Inside a cellar of ten thousand wheels
We toured a fruitière just outside town — a cheese-making cooperative, the traditional unit of Comté production, where small dairy farmers pool their milk rather than each trying to make cheese alone — and then followed the wheels into an affineur’s cellar carved partly into the hillside, cool and faintly ammoniac, row after row of shelves holding cheeses at every stage from four months to over two years old. The affineur running the tour picked up a probe, tapped a wheel like a doctor checking a chest, and pulled a plug of cheese out to taste on the spot; three wheels from the same batch, aged side by side, tasted like three different cheeses. That’s the whole art of affinage, apparently — the same milk, the same starting recipe, diverging entirely depending on how the cellar and the turning schedule shape it.

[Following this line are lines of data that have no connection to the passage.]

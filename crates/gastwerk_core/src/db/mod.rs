//! SQLite storage bootstrap and schema migration entry points.
//!
//! # Responsibility
//! - Open and configure SQLite connections for the booking engine.
//! - Apply schema migrations in deterministic order.
//!
//! # Invariants
//! - Migration version is tracked via `PRAGMA user_version`.
//! - Engine code must not read/write reservation data before migrations
//!   succeed.

use std::error::Error;
use std::fmt::{Display, Formatter};

pub mod migrations;
mod open;

pub use open::{open_db, open_db_in_memory};

pub type DbResult<T> = Result<T, DbError>;

#[derive(Debug)]
pub enum DbError {
    Sqlite(rusqlite::Error),
    UnsupportedSchemaVersion {
        db_version: u32,
        latest_supported: u32,
    },
}

impl Display for DbError {
    fn fmt(&self, f: &mut Formatter<'_>) -> std::fmt::Result {
        match self {
            Self::Sqlite(err) => write!(f, "{err}"),
            Self::UnsupportedSchemaVersion {
                db_version,
                latest_supported,
            } => write!(
                f,
                "database schema version {db_version} is newer than supported {latest_supported}"
            ),
        }
    }
}

impl Error for DbError {
    fn source(&self) -> Option<&(dyn Error + 'static)> {
        match self {
            Self::Sqlite(err) => Some(err),
            Self::UnsupportedSchemaVersion { .. } => None,
        }
    }
}

impl From<rusqlite::Error> for DbError {
    fn from(value: rusqlite::Error) -> Self {
        Self::Sqlite(value)
    }
}
//! CLI smoke entry point.
//!
//! # Responsibility
//! - Provide a minimal executable to verify `gastwerk_core` linkage.
//! - Keep output deterministic for quick local sanity checks.

fn main() {
    println!("gastwerk_core ping={}", gastwerk_core::ping());
    println!("gastwerk_core version={}", gastwerk_core::core_version());
}
use chrono::NaiveDate;
use gastwerk_core::db::open_db;
use gastwerk_core::{
    AccommodationCatalog, AccommodationProfile, BookingError, BookingRequest, BookingService,
    InMemoryAccommodationCatalog, InMemoryReservationStore, SqliteAccommodationCatalog,
    SqliteReservationStore,
};
use std::sync::{Arc, Barrier};
use std::thread;
use uuid::Uuid;

fn date(y: i32, m: u32, d: u32) -> NaiveDate {
    NaiveDate::from_ymd_opt(y, m, d).unwrap()
}

fn profile() -> AccommodationProfile {
    AccommodationProfile {
        id: Uuid::new_v4(),
        name: "Landhaus Eiche".to_string(),
        price_per_night: 100,
        min_stay_nights: 1,
        max_guests: 4,
        cleaning_fee: 40,
        cleaning_fee_threshold_nights: 4,
        is_active: true,
    }
}

fn request(accommodation_id: Uuid, guest_index: usize) -> BookingRequest {
    BookingRequest {
        accommodation_id,
        check_in: date(2024, 6, 1),
        check_out: date(2024, 6, 5),
        guest_name: format!("Guest {guest_index}"),
        guest_email: format!("guest{guest_index}@example.com"),
        guest_phone: None,
        party_size: 2,
        special_requests: None,
    }
}

/// N racing admissions for the same nights through independent SQLite
/// connections: exactly one commits, the rest lose inside the store's
/// serialized insert.
#[test]
fn concurrent_sqlite_admissions_admit_exactly_one() {
    const WRITERS: usize = 8;

    let dir = tempfile::tempdir().unwrap();
    let path = dir.path().join("gastwerk.db");

    let profile = profile();
    let accommodation_id = profile.id;
    {
        let conn = open_db(&path).unwrap();
        SqliteAccommodationCatalog::new(&conn).upsert(&profile).unwrap();
    }

    let barrier = Arc::new(Barrier::new(WRITERS));
    let mut handles = Vec::new();
    for guest_index in 0..WRITERS {
        let barrier = Arc::clone(&barrier);
        let path = path.clone();
        handles.push(thread::spawn(move || {
            let conn = open_db(&path).unwrap();
            let store = SqliteReservationStore::new(&conn);
            let catalog = SqliteAccommodationCatalog::new(&conn);
            let service = BookingService::new(store, catalog);

            let booking = request(accommodation_id, guest_index);
            barrier.wait();
            service.create_booking(&booking)
        }));
    }

    let mut admitted = 0;
    let mut conflicts = 0;
    for handle in handles {
        match handle.join().unwrap() {
            Ok(_) => admitted += 1,
            Err(BookingError::Conflict { night }) => {
                assert_eq!(night, date(2024, 6, 1));
                conflicts += 1;
            }
            Err(other) => panic!("unexpected error: {other}"),
        }
    }

    assert_eq!(admitted, 1);
    assert_eq!(conflicts, WRITERS - 1);

    let conn = open_db(&path).unwrap();
    let rows: i64 = conn
        .query_row("SELECT COUNT(*) FROM reservations;", [], |row| row.get(0))
        .unwrap();
    assert_eq!(rows, 1);
}

/// Same exactly-one property against the in-memory double shared across
/// threads.
#[test]
fn concurrent_in_memory_admissions_admit_exactly_one() {
    const WRITERS: usize = 16;

    let profile = profile();
    let accommodation_id = profile.id;
    let store = Arc::new(InMemoryReservationStore::new());
    let catalog = Arc::new(InMemoryAccommodationCatalog::with_profile(profile));

    let barrier = Arc::new(Barrier::new(WRITERS));
    let mut handles = Vec::new();
    for guest_index in 0..WRITERS {
        let barrier = Arc::clone(&barrier);
        let store = Arc::clone(&store);
        let catalog = Arc::clone(&catalog);
        handles.push(thread::spawn(move || {
            let service = BookingService::new(store, catalog);
            let booking = request(accommodation_id, guest_index);
            barrier.wait();
            service.create_booking(&booking)
        }));
    }

    let outcomes: Vec<_> = handles
        .into_iter()
        .map(|handle| handle.join().unwrap())
        .collect();

    let admitted = outcomes.iter().filter(|outcome| outcome.is_ok()).count();
    assert_eq!(admitted, 1);
    for outcome in &outcomes {
        if let Err(err) = outcome {
            assert!(matches!(err, BookingError::Conflict { .. }));
        }
    }
    assert_eq!(store.len(), 1);
}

A town built to smell like this
Above ground, Poligny itself is a modest, handsome little town of steep tiled roofs and one grand Gothic collegiate church, but every second storefront seems to sell cheese, and the smell of the cellars drifts up through grates in the street in a way I found oddly comforting rather than off-putting. The Maison du Comté on the edge of town runs a genuinely good exhibition on the whole production chain if you want the full picture before tasting, and it also functions as the practical gateway to the Reculées — the dramatic, dead-end limestone valleys that cut into the plateau just behind the town, including the Culée de Vaux, where a short walk brings you to a waterfall tumbling straight out of the cliff face.

When to go: Autumn, when the new season’s Comté starts appearing and the Reculées valleys behind town turn color, though the cellars run tours year-round and are actually a pleasant escape from summer heat.